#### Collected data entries
Segment Open

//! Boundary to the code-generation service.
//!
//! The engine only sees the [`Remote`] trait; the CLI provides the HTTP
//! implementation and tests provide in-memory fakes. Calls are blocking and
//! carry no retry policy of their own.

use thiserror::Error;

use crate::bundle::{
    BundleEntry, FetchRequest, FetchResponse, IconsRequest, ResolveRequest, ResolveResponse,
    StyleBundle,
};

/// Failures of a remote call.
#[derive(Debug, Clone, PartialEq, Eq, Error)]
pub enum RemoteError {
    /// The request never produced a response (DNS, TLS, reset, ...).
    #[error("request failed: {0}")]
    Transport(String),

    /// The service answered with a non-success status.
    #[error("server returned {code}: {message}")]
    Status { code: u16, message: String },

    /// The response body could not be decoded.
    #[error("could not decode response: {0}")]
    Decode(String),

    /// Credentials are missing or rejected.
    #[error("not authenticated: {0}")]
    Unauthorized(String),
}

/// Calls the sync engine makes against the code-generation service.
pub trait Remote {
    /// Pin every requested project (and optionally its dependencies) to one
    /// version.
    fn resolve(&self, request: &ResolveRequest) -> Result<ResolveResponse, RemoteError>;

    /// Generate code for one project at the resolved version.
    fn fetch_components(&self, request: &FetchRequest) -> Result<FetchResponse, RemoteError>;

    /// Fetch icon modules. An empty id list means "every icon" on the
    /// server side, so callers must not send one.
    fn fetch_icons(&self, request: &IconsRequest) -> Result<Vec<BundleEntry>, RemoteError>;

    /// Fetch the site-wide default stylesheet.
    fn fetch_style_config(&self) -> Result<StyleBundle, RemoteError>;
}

Segment Closed

#### WHAT TO PRODUCE
Restate, word for word and with nothing added, the lines from the beginning of the records above through the line that contains "pub trait Remote".

#### RESPONSE TO THIS EXERCISE
//! Boundary to the code-generation service.
//!
//! The engine only sees the [`Remote`] trait; the CLI provides the HTTP
//! implementation and tests provide in-memory fakes. Calls are blocking and
//! carry no retry policy of their own.

use thiserror::Error;

use crate::bundle::{
    BundleEntry, FetchRequest, FetchResponse, IconsRequest, ResolveRequest, ResolveResponse,
    StyleBundle,
};

/// Failures of a remote call.
#[derive(Debug, Clone, PartialEq, Eq, Error)]
pub enum RemoteError {
    /// The request never produced a response (DNS, TLS, reset, ...).
    #[error("request failed: {0}")]
    Transport(String),

    /// The service answered with a non-success status.
    #[error("server returned {code}: {message}")]
    Status { code: u16, message: String },

    /// The response body could not be decoded.
    #[error("could not decode response: {0}")]
    Decode(String),

    /// Credentials are missing or rejected.
    #[error("not authenticated: {0}")]
    Unauthorized(String),
}

/// Calls the sync engine makes against the code-generation service.
pub trait Remote {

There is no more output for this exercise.